• **Problem to work on**
Find the word "order" in the material below and gather every line that contains it.

• **Supplied data**
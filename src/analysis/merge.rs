use std::collections::BTreeMap;

use chrono::NaiveDate;

use crate::domain::TimeSeries;

/// Wide table keyed by date: one column per series, `None` where a series has no row.
#[derive(Debug, Clone, PartialEq, Default)]
pub struct MergedTable {
    pub columns: Vec<String>,
    pub rows: Vec<(NaiveDate, Vec<Option<f64>>)>,
}

impl MergedTable {
    pub fn is_empty(&self) -> bool {
        self.rows.is_empty()
    }

    pub fn column_index(&self, name: &str) -> Option<usize> {
        self.columns.iter().position(|c| c == name)
    }

    pub fn cell(&self, date: NaiveDate, column: &str) -> Option<f64> {
        let col = self.column_index(column)?;
        let idx = self.rows.binary_search_by_key(&date, |(d, _)| *d).ok()?;
        self.rows[idx].1[col]
    }
}

/// Sequential outer join on date. Columns keep the input order; rows are the union of
/// all dates, ascending.
pub fn outer_join<'a>(series: impl IntoIterator<Item = &'a TimeSeries>) -> MergedTable {
    let mut columns: Vec<String> = Vec::new();
    let mut by_date: BTreeMap<NaiveDate, Vec<Option<f64>>> = BTreeMap::new();

    for ts in series {
        let col = columns.len();
        columns.push(ts.name().to_string());
        // Dates first seen in this series start with gaps for every earlier column.
        for row in by_date.values_mut() {
            row.push(None);
        }
        for obs in ts.observations() {
            let row = by_date
                .entry(obs.date)
                .or_insert_with(|| vec![None; col + 1]);
            row[col] = Some(obs.value);
        }
    }

    MergedTable {
        columns,
        rows: by_date.into_iter().collect(),
    }
}
mod errors;
mod messages;
mod session;
mod worker;

pub use {
    errors::{FetchError, QueryError},
    messages::{FetchStatus, ProgressEvent},
    session::{QueryRequest, QuerySession, run_query},
    worker::{QueryHandle, spawn_query, spawn_query_with},
};
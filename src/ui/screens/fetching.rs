use {
    crate::{
        app::FetchingState,
        engine::FetchStatus,
        ui::{UI_CONFIG, UI_TEXT, styles::StatusColor},
    },
    eframe::egui::{Align, Grid, Layout, ProgressBar, RichText, ScrollArea, Ui},
};

/// Per-indicator progress while a query is running.
pub(crate) fn render_fetch_progress(ui: &mut Ui, state: &FetchingState) {
    ui.vertical_centered(|ui| {
        ui.add_space(20.0);
        ui.heading(
            RichText::new(format!("{} {}", UI_TEXT.fp_title, state.range_label))
                .strong()
                .color(UI_CONFIG.colors.heading),
        );
        ui.add_space(20.0);

        let total = state.rows.len();
        let done = state.finished();
        let progress = if total > 0 {
            done as f32 / total as f32
        } else {
            0.0
        };
        ui.set_max_width(400.0);
        ui.add(
            ProgressBar::new(progress)
                .show_percentage()
                .animate(true)
                .text(format!("{}/{}", done, total)),
        );
        ui.add_space(20.0);
    });

    ScrollArea::vertical().show(ui, |ui| {
        Grid::new("fetch_progress_grid")
            .striped(true)
            .spacing([20.0, 8.0])
            .min_col_width(260.0)
            .show(ui, |ui| {
                for (name, status) in state.rows.values() {
                    ui.horizontal(|ui| {
                        ui.set_min_width(250.0);
                        ui.label(RichText::new(name).strong().color(UI_CONFIG.colors.label));
                        ui.with_layout(Layout::right_to_left(Align::Center), |ui| match status {
                            FetchStatus::Fetching => {
                                ui.spinner();
                            }
                            FetchStatus::Failed(cause) => {
                                ui.label(RichText::new(status.short_text()).color(status.color()))
                                    .on_hover_text(cause);
                            }
                            _ => {
                                ui.label(RichText::new(status.short_text()).color(status.color()));
                            }
                        });
                    });
                    ui.end_row();
                }
            });
    });
}
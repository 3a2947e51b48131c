use std::fmt;

use chrono::{Datelike, NaiveDate};

use crate::engine::QueryError;
use crate::utils::{format_date, parse_date};

/// Inclusive on both ends. `start <= end` always holds for a constructed range.
#[derive(Debug, Clone, Copy, PartialEq, Eq)]
pub struct DateRange {
    start: NaiveDate,
    end: NaiveDate,
}

impl DateRange {
    pub fn new(start: NaiveDate, end: NaiveDate) -> Result<Self, QueryError> {
        if start > end {
            return Err(QueryError::InvalidDateRange(format!(
                "start date {} is after end date {}",
                format_date(start),
                format_date(end)
            )));
        }
        Ok(Self { start, end })
    }

    /// Parses two `YYYY-MM-DD` inputs as typed by the user.
    pub fn parse(start: &str, end: &str) -> Result<Self, QueryError> {
        let parse_one = |label: &str, input: &str| {
            parse_date(input).ok_or_else(|| {
                QueryError::InvalidDateRange(format!(
                    "{} date '{}' is not a valid YYYY-MM-DD date",
                    label,
                    input.trim()
                ))
            })
        };
        Self::new(parse_one("start", start)?, parse_one("end", end)?)
    }

    pub fn start(&self) -> NaiveDate {
        self.start
    }

    pub fn end(&self) -> NaiveDate {
        self.end
    }

    pub fn contains(&self, date: NaiveDate) -> bool {
        self.start <= date && date <= self.end
    }

    /// Splits the range into consecutive sub-ranges spanning at most `years` calendar years each.
    pub fn windows(&self, years: i32) -> Vec<DateRange> {
        let years = years.max(1);
        let mut out = Vec::new();
        let mut cursor = self.start;
        loop {
            let limit = add_years(cursor, years)
                .and_then(|d| d.pred_opt())
                .unwrap_or(self.end);
            let window_end = limit.min(self.end);
            out.push(DateRange {
                start: cursor,
                end: window_end,
            });
            match window_end.succ_opt() {
                Some(next) if window_end < self.end => cursor = next,
                _ => break,
            }
        }
        out
    }
}

fn add_years(date: NaiveDate, years: i32) -> Option<NaiveDate> {
    let year = date.year() + years;
    // 29 Feb rolls back to 28 Feb in non-leap target years
    date.with_year(year)
        .or_else(|| NaiveDate::from_ymd_opt(year, date.month(), 28))
}

impl fmt::Display for DateRange {
    fn fmt(&self, f: &mut fmt::Formatter<'_>) -> fmt::Result {
        write!(f, "{}..{}", format_date(self.start), format_date(self.end))
    }
}
use chrono::NaiveDate;

use crate::data::ResultStore;
use crate::domain::TimeSeries;
use crate::utils::date_to_ordinal;

/// One drawn line in plot coordinates: x = ordinal day, y = value.
#[derive(Debug, Clone, PartialEq)]
pub struct PlottedSeries {
    pub name: String,
    pub points: Vec<[f64; 2]>,
    pub dates: Vec<NaiveDate>,
}

impl PlottedSeries {
    pub fn from_series(series: &TimeSeries) -> Self {
        let (points, dates) = series
            .observations()
            .iter()
            .map(|o| ([date_to_ordinal(o.date), o.value], o.date))
            .unzip();
        Self {
            name: series.name().to_string(),
            points,
            dates,
        }
    }

    pub fn is_empty(&self) -> bool {
        self.points.is_empty()
    }
}

/// Everything currently on the chart, in store order. Rebuilt whenever the store is.
#[derive(Debug, Clone, Default, PartialEq)]
pub struct ChartState {
    series: Vec<PlottedSeries>,
}

impl ChartState {
    pub fn from_store(store: &ResultStore) -> Self {
        Self {
            series: store.iter().map(PlottedSeries::from_series).collect(),
        }
    }

    pub fn series(&self) -> &[PlottedSeries] {
        &self.series
    }

    pub fn is_empty(&self) -> bool {
        self.series.is_empty()
    }

    /// (x_min, x_max, y_min, y_max) over every point, or None when nothing is plotted.
    pub fn bounds(&self) -> Option<(f64, f64, f64, f64)> {
        let mut points = self.series.iter().flat_map(|s| s.points.iter());
        let first = points.next()?;
        let init = (first[0], first[0], first[1], first[1]);
        Some(points.fold(init, |(x0, x1, y0, y1), p| {
            (x0.min(p[0]), x1.max(p[0]), y0.min(p[1]), y1.max(p[1]))
        }))
    }
}
#![cfg_attr(not(debug_assertions), windows_subsystem = "windows")] // Windows release: hide console window
use {
    clap::Parser,
    eframe::NativeOptions,
    indicator_desk::{Cli, PERSISTENCE, run_app},
    std::{panic, path::PathBuf},
};

fn main() -> eframe::Result {
    panic::set_hook(Box::new(|info| {
        let backtrace = std::backtrace::Backtrace::force_capture();
        log::error!("CRITICAL PANIC:\n{}\nStack Trace:\n{}", info, backtrace);
    }));

    let (global_level, my_code_level) = if cfg!(debug_assertions) {
        (log::LevelFilter::Warn, log::LevelFilter::Info)
    } else {
        (log::LevelFilter::Error, log::LevelFilter::Error)
    };

    let mut builder = env_logger::Builder::new();

    builder
        .filter(None, global_level)
        .filter(Some("indicator_desk"), my_code_level)
        .init();

    let args = Cli::parse();
    let options = NativeOptions {
        persistence_path: Some(PathBuf::from(PERSISTENCE.app.state_path)),
        viewport: eframe::egui::ViewportBuilder::default()
            .with_inner_size([1200.0, 760.0])
            .with_title("Indicator Desk - BCB SGS & Yahoo Finance"),
        ..Default::default()
    };

    eframe::run_native(
        "Indicator Desk",
        options,
        Box::new(move |cc| Ok(Box::new(run_app(cc, args)))),
    )
}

• **Solution to the exercise**
/// Sequential outer join on date. Columns keep the input order; rows are the union of
/// Everything currently on the chart, in store order. Rebuilt whenever the store is.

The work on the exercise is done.